On April 9, the D.C. Circuit docketed an appeal filed by former Zuckerman Spaeder client James Auffenberg Jr., who had hired the firm after he was indicted in 2007 for allegedly dodging millions in federal taxes. After winning an acquittal for Auffenberg last year, Zuckerman filed a suit against him alleging that he hadn’t paid $834,000 in legal fees.
In January, almost a year into the litigation, Auffenberg’s lawyers moved to stay the case pending arbitration before the D.C. Attorney/Client Arbitration Board.
D.C. Bar rules generally require lawyers to arbitrate fee disputes at the client's request.

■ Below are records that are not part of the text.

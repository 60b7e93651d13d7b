// © 2022-2024 Jacob Riddle (ElementalAlchemist)
//
// This Source Code Form is subject to the terms of the Mozilla Public
// License, v. 2.0. If a copy of the MPL was not distributed with this
// file, You can obtain one at https://mozilla.org/MPL/2.0/.

use crate::config::FormsConfig;
use crate::dom::{FormDom, NotificationDom};
use crate::field::FormKind;
use crate::style::{notification_css, ERROR_COLOR, INFO_COLOR, SUCCESS_COLOR, WARNING_COLOR};
use crate::timer::{Scheduler, TaskHandle};
use crate::validation::validate_form;
use rgb::RGB8;
use std::cell::{Cell, RefCell};
use std::rc::Rc;
use std::time::Duration;

#[derive(Clone, Copy, Debug, Default, Eq, PartialEq)]
pub enum NotificationKind {
	#[default]
	Info,
	Success,
	Warning,
	Error,
}

impl NotificationKind {
	/// Reads a kind name as page scripts pass it. Unknown names are shown as info.
	pub fn parse(kind: &str) -> Self {
		match kind {
			"success" => Self::Success,
			"warning" => Self::Warning,
			"error" => Self::Error,
			_ => Self::Info,
		}
	}

	pub fn as_str(&self) -> &'static str {
		match self {
			Self::Info => "info",
			Self::Success => "success",
			Self::Warning => "warning",
			Self::Error => "error",
		}
	}

	pub fn background(&self) -> RGB8 {
		match self {
			Self::Info => INFO_COLOR,
			Self::Success => SUCCESS_COLOR,
			Self::Warning => WARNING_COLOR,
			Self::Error => ERROR_COLOR,
		}
	}
}

/// A toast message waiting to be put on the page
#[derive(Clone, Debug, Eq, PartialEq)]
pub struct Notification {
	pub message: String,
	pub kind: NotificationKind,
}

impl Notification {
	pub fn new(message: impl Into<String>, kind: NotificationKind) -> Self {
		Self {
			message: message.into(),
			kind,
		}
	}

	pub fn class_name(&self) -> String {
		format!("notification notification-{}", self.kind.as_str())
	}

	pub fn css(&self) -> String {
		notification_css(self.kind.background())
	}
}

/// A submission that was allowed through and whose button is still waiting on the fallback restore
#[derive(Clone, Debug)]
pub struct FormSubmissionState<B> {
	button: B,
	original_label: String,
	restore: TaskHandle,
	restored: Rc<Cell<bool>>,
}

impl<B> FormSubmissionState<B> {
	pub fn original_label(&self) -> &str {
		&self.original_label
	}

	pub fn is_pending(&self) -> bool {
		!self.restored.get() && !self.restore.is_cancelled()
	}

	fn cancel(&self) {
		self.restore.cancel();
	}
}

#[derive(Debug)]
pub enum SubmitOutcome<B> {
	/// Validation failed; the native submission must be cancelled
	Blocked,
	/// The native submission may continue. Carries the busy state when the form has a submit button.
	Proceeding(Option<FormSubmissionState<B>>),
}

impl<B> SubmitOutcome<B> {
	pub fn is_blocked(&self) -> bool {
		matches!(self, Self::Blocked)
	}
}

/// Submit-button busy state and toast notifications
pub struct FeedbackPresenter<D: FormDom, S> {
	dom: Rc<D>,
	scheduler: Rc<S>,
	config: RefCell<FormsConfig>,
	submissions: RefCell<Vec<FormSubmissionState<D::Button>>>,
}

impl<D, S> FeedbackPresenter<D, S>
where
	D: FormDom + NotificationDom + 'static,
	D::Button: PartialEq + 'static,
	D::Node: 'static,
	S: Scheduler + 'static,
{
	pub fn new(dom: Rc<D>, scheduler: Rc<S>, config: FormsConfig) -> Self {
		Self {
			dom,
			scheduler,
			config: RefCell::new(config),
			submissions: RefCell::new(Vec::new()),
		}
	}

	pub fn config(&self) -> FormsConfig {
		self.config.borrow().clone()
	}

	pub fn set_config(&self, config: FormsConfig) {
		*self.config.borrow_mut() = config;
	}

	/// Handles a submit event for the form.
	///
	/// The submit button shows its busy state while the form is validated. A failed validation restores the button
	/// before returning [`SubmitOutcome::Blocked`]; a successful one leaves it busy and schedules a restore in case
	/// the page never navigates away.
	pub fn on_submit_attempt(&self, form: &D::Form) -> SubmitOutcome<D::Button> {
		let config = self.config();
		let button = self.dom.submit_button(form);
		let original_label = button.as_ref().map(|button| self.capture_label(form, button, &config));

		if let Some(button) = button.as_ref() {
			self.dom.set_button_busy(button, &config.busy_label);
		}

		if !validate_form(&*self.dom, form, &config) {
			if let (Some(button), Some(label)) = (button.as_ref(), original_label.as_ref()) {
				self.dom.restore_button(button, label);
			}
			if let Some(message) = config.submit_failure_message.as_ref() {
				self.notify(message, NotificationKind::Error);
			}
			log::debug!("Submission blocked by validation");
			return SubmitOutcome::Blocked;
		}

		let submission = match (button, original_label) {
			(Some(button), Some(label)) => Some(self.schedule_restore(button, label, config.restore_delay())),
			_ => None,
		};
		log::debug!("Submission allowed to proceed");
		SubmitOutcome::Proceeding(submission)
	}

	/// Cancels every pending button restore. Called when the page is being unloaded.
	pub fn on_page_unload(&self) {
		let mut submissions = self.submissions.borrow_mut();
		for submission in submissions.iter() {
			submission.cancel();
		}
		log::debug!("Cancelled {} pending button restores", submissions.len());
		submissions.clear();
	}

	pub fn pending_submissions(&self) -> usize {
		self.submissions
			.borrow()
			.iter()
			.filter(|submission| submission.is_pending())
			.count()
	}

	/// Shows a toast that dismisses itself after the configured display and fade times. Returns the node, or `None`
	/// if the document had nowhere to put it.
	pub fn notify(&self, message: &str, kind: NotificationKind) -> Option<D::Node> {
		let notification = Notification::new(message, kind);
		let Some(node) = self.dom.append_notification(&notification) else {
			log::warn!("Unable to show {} notification: {}", kind.as_str(), message);
			return None;
		};

		let (display, fade) = {
			let config = self.config.borrow();
			(config.notification_duration(), config.notification_fade())
		};
		let dom = Rc::clone(&self.dom);
		let scheduler = Rc::clone(&self.scheduler);
		let fading_node = node.clone();
		self.scheduler.schedule(
			display,
			Box::new(move || {
				dom.start_fade(&fading_node);
				scheduler.schedule(fade, Box::new(move || dom.remove_node(&fading_node)));
			}),
		);

		Some(node)
	}

	/// Gets the label to restore the button to. A button that's still busy from an earlier submission keeps the label
	/// it had before that one.
	fn capture_label(&self, form: &D::Form, button: &D::Button, config: &FormsConfig) -> String {
		let mut submissions = self.submissions.borrow_mut();
		if let Some(index) = submissions
			.iter()
			.position(|submission| submission.is_pending() && submission.button == *button)
		{
			let earlier = submissions.remove(index);
			earlier.cancel();
			return earlier.original_label;
		}
		drop(submissions);

		let label = self.dom.button_label(button);
		if label.trim().is_empty() {
			let kind = FormKind::from_form_type(self.dom.form_type(form).as_deref());
			config.label_for(kind).to_string()
		} else {
			label
		}
	}

	fn schedule_restore(&self, button: D::Button, label: String, delay: Duration) -> FormSubmissionState<D::Button> {
		let restored = Rc::new(Cell::new(false));
		let restore = self.scheduler.schedule(delay, {
			let dom = Rc::clone(&self.dom);
			let button = button.clone();
			let label = label.clone();
			let restored = Rc::clone(&restored);
			Box::new(move || {
				dom.restore_button(&button, &label);
				restored.set(true);
				log::debug!("Restored submit button after fallback delay");
			})
		});

		let submission = FormSubmissionState {
			button,
			original_label: label,
			restore,
			restored,
		};
		let mut submissions = self.submissions.borrow_mut();
		submissions.retain(FormSubmissionState::is_pending);
		submissions.push(submission.clone());
		submission
	}
}
// © 2022-2024 Jacob Riddle (ElementalAlchemist)
//
// This Source Code Form is subject to the terms of the Mozilla Public
// License, v. 2.0. If a copy of the MPL was not distributed with this
// file, You can obtain one at https://mozilla.org/MPL/2.0/.

use std::error::Error;
use std::fmt;
use wasm_bindgen::JsValue;

/// Failures reaching or manipulating the browser document
#[derive(Debug)]
pub enum DomError {
	NoWindow,
	NoDocument,
	NoHead,
	UnexpectedElement(&'static str),
	Js(String),
}

impl fmt::Display for DomError {
	fn fmt(&self, f: &mut fmt::Formatter<'_>) -> fmt::Result {
		match self {
			Self::NoWindow => write!(f, "the browser window is unavailable"),
			Self::NoDocument => write!(f, "the page document is unavailable"),
			Self::NoHead => write!(f, "the page has no head"),
			Self::UnexpectedElement(expected) => write!(f, "expected a {} element", expected),
			Self::Js(error) => write!(f, "a browser call failed: {}", error),
		}
	}
}

impl Error for DomError {}

impl From<JsValue> for DomError {
	fn from(error: JsValue) -> Self {
		Self::Js(error.as_string().unwrap_or_else(|| format!("{:?}", error)))
	}
}

impl From<DomError> for JsValue {
	fn from(error: DomError) -> Self {
		JsValue::from_str(&error.to_string())
	}
}
// © 2022-2024 Jacob Riddle (ElementalAlchemist)
//
// This Source Code Form is subject to the terms of the Mozilla Public
// License, v. 2.0. If a copy of the MPL was not distributed with this
// file, You can obtain one at https://mozilla.org/MPL/2.0/.

//! Browser side of the authentication pages: wires the shared form components to the live document and exposes
//! them to other page scripts.

use auth_forms_shared::config::FormsConfig;
use auth_forms_shared::feedback::NotificationKind;
use auth_forms_shared::validation::validate_form;
use std::cell::RefCell;
use std::rc::Rc;
use wasm_bindgen::prelude::*;
use wasm_bindgen::JsCast;
use web_sys::Element;

pub mod dom;
pub mod effects;
pub mod error;
pub mod events;
pub mod page;
pub mod timer;

use dom::BrowserDom;
use error::DomError;
use page::{inline_config, Page};

pub const NAMESPACE: &str = "AuthForms";

thread_local! {
	static PAGE: RefCell<Option<Rc<Page>>> = const { RefCell::new(None) };
}

fn current_page() -> Option<Rc<Page>> {
	PAGE.with(|page| page.borrow().clone())
}

#[wasm_bindgen(start)]
pub fn start() {
	console_error_panic_hook::set_once();
	wasm_logger::init(wasm_logger::Config::default());

	if let Err(error) = install() {
		log::error!("Unable to set up form handling: {}", error);
	}
}

fn install() -> Result<(), DomError> {
	let dom = BrowserDom::from_window()?;
	install_namespace()?;

	let page_dom = dom.clone();
	events::when_document_ready(&dom, move || {
		if let Err(error) = attach_page(page_dom) {
			log::error!("Unable to attach form handlers: {}", error);
		}
	});
	Ok(())
}

/// Builds the page state from the parsed document and subscribes its handlers
pub fn attach_page(dom: BrowserDom) -> Result<Rc<Page>, DomError> {
	let config = inline_config(&dom);
	let page = Rc::new(Page::new(dom, config));
	PAGE.with(|current| *current.borrow_mut() = Some(Rc::clone(&page)));
	page.attach()?;
	Ok(page)
}

/// Publishes `showNotification` and `validateForm` on a page-wide object for scripts that don't import the module
fn install_namespace() -> Result<(), DomError> {
	let window = web_sys::window().ok_or(DomError::NoWindow)?;
	let namespace = js_sys::Object::new();

	let notify = Closure::wrap(Box::new(|message: JsValue, kind: JsValue| {
		let message = message.as_string().unwrap_or_default();
		show_notification(&message, kind.as_string())
	}) as Box<dyn Fn(JsValue, JsValue) -> bool>);
	js_sys::Reflect::set(&namespace, &JsValue::from_str("showNotification"), notify.as_ref())?;
	notify.forget();

	let validate = Closure::wrap(Box::new(|form: JsValue| match form.dyn_into::<Element>() {
		Ok(form) => validate_form_element(&form),
		Err(_) => {
			log::warn!("validateForm called with something other than an element");
			false
		}
	}) as Box<dyn Fn(JsValue) -> bool>);
	js_sys::Reflect::set(&namespace, &JsValue::from_str("validateForm"), validate.as_ref())?;
	validate.forget();

	js_sys::Reflect::set(&window, &JsValue::from_str(NAMESPACE), &namespace)?;
	Ok(())
}

/// Shows a toast notification. `kind` is one of "info", "success", "warning" or "error" and defaults to info.
#[wasm_bindgen(js_name = showNotification)]
pub fn show_notification(message: &str, kind: Option<String>) -> bool {
	let Some(page) = current_page() else {
		log::warn!("Notification requested before form handling was set up");
		return false;
	};
	let kind = kind.as_deref().map(NotificationKind::parse).unwrap_or_default();
	page.presenter().notify(message, kind).is_some()
}

/// Validates a form, annotating its fields. Returns whether it may be submitted.
#[wasm_bindgen(js_name = validateForm)]
pub fn validate_form_element(form: &Element) -> bool {
	match current_page() {
		Some(page) => validate_form(page.dom(), form, &page.presenter().config()),
		None => match BrowserDom::from_window() {
			Ok(dom) => validate_form(&dom, form, &FormsConfig::default()),
			Err(error) => {
				log::warn!("Unable to validate form: {}", error);
				false
			}
		},
	}
}

/// Switches to the "login" or "register" tab. Returns false for any other name.
#[wasm_bindgen(js_name = showTab)]
pub fn show_tab(name: &str) -> bool {
	match current_page() {
		Some(page) => page.tabs().show_tab_by_name(name),
		None => false,
	}
}

/// Replaces the page's form settings. Settings left out of the object take their defaults.
#[wasm_bindgen(js_name = initWithConfig)]
pub fn init_with_config(config: JsValue) -> Result<(), JsValue> {
	let config: FormsConfig = serde_wasm_bindgen::from_value(config)
		.map_err(|error| JsValue::from_str(&format!("Failed to parse form settings: {}", error)))?;
	let page = current_page().ok_or_else(|| JsValue::from_str("Form handling is not set up"))?;
	page.presenter().set_config(config);
	Ok(())
}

According to Auffenberg’s June 2008 engagement letter with Zuckerman, which is included in the request for arbitration filed with the board, Auffenberg agreed to pay partner Paula Junghans $675 per hour and an initial retainer of $100,000, which was to be replenished monthly. The letter also listed ranges of hourly rates for each class of timekeepers at Zuckerman: Partners charged $365 to $825; associates $200 to $475; and legal assistants $145 to $265.
Auffenberg later agreed to amend the engagement letter to raise the retainer to $500,000.
Auffenberg’s request for arbitration contends that he only agreed to pay $1.5 million in total, and the firm improperly exceeded that amount by about $843,000.
Judge Reggie Walton of the U.S. District Court for the District of Columbia denied the motion to stay pending arbitration in a March 18 order, citing “the defendant’s failure to invoke arbitration prior to actively participating in this litigation.”
One day later, Auffenberg’s lawyers, Thomas Duckenfield III and David Holzworth of Adorno & Yoss, filed for an interlocutory appeal. In a subsequent motion to stay the district court case pending the appeal, Duckenfield argued that by failing to deny the motion to stay the case pending arbitration, Walton had issued an order that was “hostile to arbitration.”
On April 8, Walton stayed the case pending “instructions by the District of Columbia Circuit.” The D.C. Circuit has yet to set briefing deadlines or an argument date for the case.
Zuckerman partner Francis Carter and associate Douglas Miller, who are handling the case, did not return calls for comment. Holzworth said neither he nor Duckenfield could comment on the case.
The other fee dispute now before the D.C. Circuit pits Winston & Strawn against its former clients Harold Doley and Doley Securities. At issue in that case are what rates Doley agreed to pay Winston & Strawn and whether the case should be in arbitration. The dispute, which The National Law Journal wrote about here, is set for oral argument before the D.C. Circuit on May 7.